Être mère – Des femmes psychanalystes parlent de la maternité

La rubrique Événements vous invite à vous laisser reparcourir par le souffle des Journées 44. Le moment fut puissant et vaste : plein les yeux, plein les oreilles. II a fallu un petit temps pour que chacun(e) puisse prendre la mesure de ce qui s'en est déposé. L'ouvrage Être mère - Des femmes psychanalystes parlent de la maternité nous convia à la lecture dès l'immédiat après-coup de cet événement. Ce temps de lire, nous vous proposons de le poursuivre avec les textes qu'Isabelle Galland et Patricia Loubet ont présentés aux Journées.

Lire la suite

Lorsque l’enfant ne paraît pas

Dans un service d’AMP (Aide Médicale à la Procréation), je reçois des femmes désespérées de ne pas arriver à avoir d’enfant. Elles se plaignent d’une injustice, elles deviennent envieuses – ce qui ne leur ressemble pas – au point de détester les femmes enceintes, de zapper toute émission de télévision qui parle d’enfant, de ne plus pouvoir entendre l’annonce d’une grossesse sans fondre en larmes, sans parler de l’impossibilité d’aller voir une amie qui vient d’accoucher à la maternité. L’enfant, qui ne paraît pas[1] – focalise toutes leurs attentes. Elles imaginent que si elles étaient mères, elles seraient accomplies et comblées.

Au fil des entretiens, elles réalisent qu’elles sont obsédées et ont l’impression que cela peut aussi être une des causes de leur infertilité. Leur entourage ne manque pas de leur dire : « Tu y penses trop », ainsi que le milieu médical qui rajoute : « Partez en vacances. N’y pensez plus et vous tomberez enceinte ». Mais elles ne pensent qu’à ça et n’arrivent pas à ne pas y penser. Certaines arrivent à dire que leur corps les lâche, qu’elles ne se sentent pas de vraies femmes. Elles viennent mettre au travail ce quelque chose qui « ne cesse pas ». Leur plainte n’est pas sans évoquer quelque chose de l’ordre d’un ravage. « Le ravage, c’est quoi ? » écrit Jacques-Alain Miller[2], « C’est être dévasté […] c’est une douleur qui ne s’arrête pas, qui ne connaît pas de limites ».

Pour Sophie Marret-Maleval « on trouve deux versions du ravage, l’une relative à l’ordre phallique, l’autre hors régime phallique.
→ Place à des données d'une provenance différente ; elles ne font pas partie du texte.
use std::path::PathBuf;

use clap::{Args, Parser, Subcommand};

#[derive(Parser)]
#[command(
    name = "nft",
    about = "Query NFTs, collections and marketplace listings on Sui",
    version,
)]
pub struct Cli {
    #[command(subcommand)]
    pub command: Command,

    #[arg(short, long, global = true)]
    pub verbose: bool,

    #[arg(long, global = true, default_value = "text")]
    pub format: OutputFormat,

    /// Full node JSON-RPC endpoint, overriding the config file
    #[arg(long, global = true)]
    pub rpc_url: Option<String>,

    /// TOML config file
    #[arg(long, global = true)]
    pub config: Option<PathBuf>,
}

#[derive(Clone, Copy, Debug, PartialEq, Eq, clap::ValueEnum)]
pub enum OutputFormat {
    Text,
    Json,
}

#[derive(Subcommand)]
pub enum Command {
    /// List the NFTs owned by an address
    Owner(OwnerArgs),
    /// Fetch NFTs by object ID, in one batch
    Get(GetArgs),
    /// Fetch a collection
    Collection(CollectionArgs),
    /// Check whether an NFT is listed on a marketplace
    Listed(ListedArgs),
}

#[derive(Args)]
pub struct OwnerArgs {
    pub address: String,
}

#[derive(Args)]
pub struct GetArgs {
    #[arg(required = true)]
    pub ids: Vec<String>,
    /// Drop each cached record and ask the node again, one at a time
    #[arg(long)]
    pub reload: bool,
}

#[derive(Args)]
pub struct CollectionArgs {
    pub id: String,
}

#[derive(Args)]
pub struct ListedArgs {
    pub id: String,
    #[arg(short, long)]
    pub marketplace: String,
}

#[cfg(test)]
mod tests {
    use super::*;

    #[test]
    fn parses_get_with_many_ids() {
        let cli = Cli::try_parse_from(["nft", "get", "0x1", "0x2", "--reload", "--format", "json"]).unwrap();
        assert_eq!(cli.format, OutputFormat::Json);
        match cli.command {
            Command::Get(args) => {
                assert_eq!(args.ids, vec!["0x1", "0x2"]);
                assert!(args.reload);
            }
            _ => panic!("expected get"),
        }
    }

    #[test]
    fn get_requires_an_id() {
        assert!(Cli::try_parse_from(["nft", "get"]).is_err());
    }

    #[test]
    fn listed_requires_marketplace() {
        assert!(Cli::try_parse_from(["nft", "listed", "0x1"]).is_err());
        let cli = Cli::try_parse_from(["nft", "-v", "listed", "0x1", "-m", "0xmarket"]).unwrap();
        assert!(cli.verbose);
        match cli.command {
            Command::Listed(args) => assert_eq!(args.marketplace, "0xmarket"),
            _ => panic!("expected listed"),
        }
    }

    #[test]
    fn global_overrides() {
        let cli = Cli::try_parse_from([
            "nft", "owner", "0xabc", "--rpc-url", "http://localhost:9000", "--config", "nft.toml",
        ])
        .unwrap();
        assert_eq!(cli.rpc_url.as_deref(), Some("http://localhost:9000"));
        assert_eq!(cli.config, Some(PathBuf::from("nft.toml")));
        assert_eq!(cli.format, OutputFormat::Text);
    }
}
Chez Lacan, ces deux versions sont relatives à la division de la femme entre son inscription dans la fonction phallique et le manque d’un signifiant pour dire La femme »[3]. Dans la clinique de l’AMP on retrouve cette division, côté phallique, la revendication de l’enfant qui viendrait, dans le fantasme, restaurer la castration, et le fait de devenir mère qui viendrait les définir en tant que femme, puisque le signifiant mère, lui, existe bien.

C’est la boussole que j’ai choisie pour accueillir ces femmes avec leurs plaintes et leurs revendications. Pour cela il a fallu se décaler de l’idée que la cause d’une infertilité pouvait être psychologique, avec son pendant, l’espoir que « de parler » va leur permettre d’être enceinte. D’être orientée par la question de la jouissance féminine à l’œuvre pour chacune permet une ouverture vers une solution autre, qu’elles vont trouver au « une par une », solution qui ne sera pas forcément une grossesse, ou bien la grossesse sera de surcroît – comme la thérapie est de surcroît dans une cure analytique.
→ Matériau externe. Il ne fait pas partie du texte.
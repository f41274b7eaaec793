//! JSON-RPC backend talking to a Sui full node over HTTP.

use std::collections::HashMap;
use std::sync::atomic::{AtomicU64, Ordering};

use async_trait::async_trait;
use nft_types::{Address, CoinBalance, LiveObject, ObjectId, ObjectRef, ObjectResponse, ObjectStatus};
use serde::de::DeserializeOwned;
use serde::{Deserialize, Serialize};
use serde_json::{json, Value};
use tracing::{debug, warn};

use crate::coin::{coin_balance, is_coin_type};
use crate::config::ProviderConfig;
use crate::error::{ProviderError, ProviderResult};
use crate::traits::ObjectProvider;

const GET_OBJECT: &str = "sui_getObject";
const GET_OWNED_OBJECTS: &str = "sui_getObjectsOwnedByAddress";

#[derive(Debug, Serialize)]
struct RpcRequest<'a> {
    jsonrpc: &'static str,
    id: u64,
    method: &'a str,
    params: Value,
}

#[derive(Debug, Deserialize)]
struct RpcResponse {
    #[serde(default)]
    id: Option<u64>,
    #[serde(default)]
    result: Option<Value>,
    #[serde(default)]
    error: Option<RpcErrorBody>,
}

#[derive(Debug, Deserialize)]
struct RpcErrorBody {
    code: i64,
    message: String,
}

impl RpcResponse {
    fn into_result(self) -> ProviderResult<Value> {
        match (self.result, self.error) {
            (_, Some(err)) => Err(ProviderError::Rpc { code: err.code, message: err.message }),
            (Some(result), None) => Ok(result),
            (None, None) => Err(ProviderError::Decode("response carries neither result nor error".into())),
        }
    }
}

/// `sui_getObject` result.
#[derive(Debug, Deserialize)]
#[serde(tag = "status", content = "details")]
enum ObjectRead {
    Exists(LiveObject),
    NotExists(Value),
    Deleted(ObjectRef),
}

impl ObjectRead {
    fn into_response(self, requested: &ObjectId) -> ObjectResponse {
        match self {
            Self::Exists(object) => ObjectResponse::Live(object),
            Self::NotExists(_) => ObjectResponse::missing(requested.clone()),
            Self::Deleted(_) => ObjectResponse::Missing {
                id: requested.clone(),
                status: ObjectStatus::Deleted,
            },
        }
    }
}

/// One entry of `sui_getObjectsOwnedByAddress`.
#[derive(Debug, Deserialize)]
#[serde(rename_all = "camelCase")]
struct ObjectInfo {
    object_id: ObjectId,
    #[serde(rename = "type", default)]
    type_: String,
}

fn decode_object(value: Value, requested: &ObjectId) -> ProviderResult<ObjectResponse> {
    let read: ObjectRead = serde_json::from_value(value)?;
    Ok(read.into_response(requested))
}

/// Pair batch responses with the IDs that were asked for, by request id.
///
/// A response that errored or never came back turns into a `Missing` entry
/// for its ID. Only a body that is not a batch at all fails the whole call.
fn decode_batch(ids: &[ObjectId], request_ids: &[u64], body: Value) -> ProviderResult<Vec<ObjectResponse>> {
    let responses: Vec<RpcResponse> = match body {
        Value::Array(_) => serde_json::from_value(body)?,
        other => {
            let single: RpcResponse = serde_json::from_value(other)?;
            return Err(single.into_result().err().unwrap_or_else(|| {
                ProviderError::Decode("expected a batch response array".into())
            }));
        }
    };

    let mut by_id: HashMap<u64, RpcResponse> = responses
        .into_iter()
        .filter_map(|r| r.id.map(|id| (id, r)))
        .collect();

    let mut out = Vec::with_capacity(ids.len());
    for (object_id, request_id) in ids.iter().zip(request_ids) {
        let response = match by_id.remove(request_id) {
            Some(response) => response,
            None => {
                warn!(object = %object_id, request_id, "no response in batch");
                out.push(ObjectResponse::Missing {
                    id: object_id.clone(),
                    status: ObjectStatus::Unknown("no response".into()),
                });
                continue;
            }
        };
        let decoded = response.into_result().and_then(|v| decode_object(v, object_id));
        out.push(decoded.unwrap_or_else(|err| {
            warn!(object = %object_id, error = %err, "object read failed");
            ObjectResponse::Missing {
                id: object_id.clone(),
                status: ObjectStatus::Unknown(err.to_string()),
            }
        }));
    }
    Ok(out)
}

/// [`ObjectProvider`] backed by a full node's JSON-RPC endpoint.
pub struct JsonRpcProvider {
    client: reqwest::Client,
    config: ProviderConfig,
    next_id: AtomicU64,
}

impl JsonRpcProvider {
    /// Build an HTTP client for `config.rpc_url` with the configured timeout.
    pub fn new(config: ProviderConfig) -> ProviderResult<Self> {
        let client = reqwest::Client::builder().timeout(config.timeout).build()?;
        Ok(Self { client, config, next_id: AtomicU64::new(1) })
    }

    /// The configuration this provider was built with.
    pub fn config(&self) -> &ProviderConfig {
        &self.config
    }

    fn request_id(&self) -> u64 {
        self.next_id.fetch_add(1, Ordering::Relaxed)
    }

    async fn post(&self, body: &impl Serialize) -> ProviderResult<Value> {
        let value = self
            .client
            .post(&self.config.rpc_url)
            .json(body)
            .send()
            .await?
            .error_for_status()?
            .json::<Value>()
            .await?;
        Ok(value)
    }

    async fn call<T: DeserializeOwned>(&self, method: &str, params: Value) -> ProviderResult<T> {
        let request = RpcRequest { jsonrpc: "2.0", id: self.request_id(), method, params };
        debug!(method, id = request.id, "rpc call");
        let response: RpcResponse = serde_json::from_value(self.post(&request).await?)?;
        Ok(serde_json::from_value(response.into_result()?)?)
    }
}

impl std::fmt::Debug for JsonRpcProvider {
    fn fmt(&self, f: &mut std::fmt::Formatter<'_>) -> std::fmt::Result {
        f.debug_struct("JsonRpcProvider")
            .field("rpc_url", &self.config.rpc_url)
            .finish()
    }
}

#[async_trait]
impl ObjectProvider for JsonRpcProvider {
    async fn get_object(&self, id: &ObjectId) -> ProviderResult<ObjectResponse> {
        let value: Value = self.call(GET_OBJECT, json!([id])).await?;
        decode_object(value, id)
    }

    async fn get_objects(&self, ids: &[ObjectId]) -> ProviderResult<Vec<ObjectResponse>> {
        if ids.is_empty() {
            return Ok(Vec::new());
        }
        let requests: Vec<RpcRequest<'_>> = ids
            .iter()
            .map(|id| RpcRequest {
                jsonrpc: "2.0",
                id: self.request_id(),
                method: GET_OBJECT,
                params: json!([id]),
            })
            .collect();
        let request_ids: Vec<u64> = requests.iter().map(|r| r.id).collect();
        debug!(count = ids.len(), "rpc batch");
        let body = self.post(&requests).await?;
        decode_batch(ids, &request_ids, body)
    }

    async fn get_objects_owned_by_address(
        &self,
        address: &Address,
    ) -> ProviderResult<Vec<ObjectResponse>> {
        let infos: Vec<ObjectInfo> = self.call(GET_OWNED_OBJECTS, json!([address.as_str()])).await?;
        let ids: Vec<ObjectId> = infos.into_iter().map(|info| info.object_id).collect();
        self.get_objects(&ids).await
    }

    async fn get_coin_balances_owned_by_address(
        &self,
        address: &Address,
    ) -> ProviderResult<Vec<CoinBalance>> {
        let infos: Vec<ObjectInfo> = self.call(GET_OWNED_OBJECTS, json!([address.as_str()])).await?;
        let coin_ids: Vec<ObjectId> = infos
            .into_iter()
            .filter(|info| is_coin_type(&info.type_))
            .map(|info| info.object_id)
            .collect();
        let objects = self.get_objects(&coin_ids).await?;
        Ok(objects
            .iter()
            .filter_map(ObjectResponse::as_live)
            .filter_map(coin_balance)
            .collect())
    }
}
Estelle consulte pour des problèmes de couple. Elle et son compagnon sont suivis en AMP depuis six mois, mais son ami ne veut plus poursuivre le protocole à l’hôpital. Il dit qu’il a besoin de temps. Elle a l’impression qu’il la lâche et vient en parler.

Au bout de six mois elle peut me parler d’un lourd secret qui la travaille. Son ami, qu’elle a connu à 18 ans, alors qu’il vivait dans un foyer, lui avait raconté que sa mère était morte. C’est seulement au bout de cinq ans de relation qu’il a réussi à lui dire la vérité, sa mère n’était pas morte, il avait coupé les ponts avec sa famille parce que son père le battait.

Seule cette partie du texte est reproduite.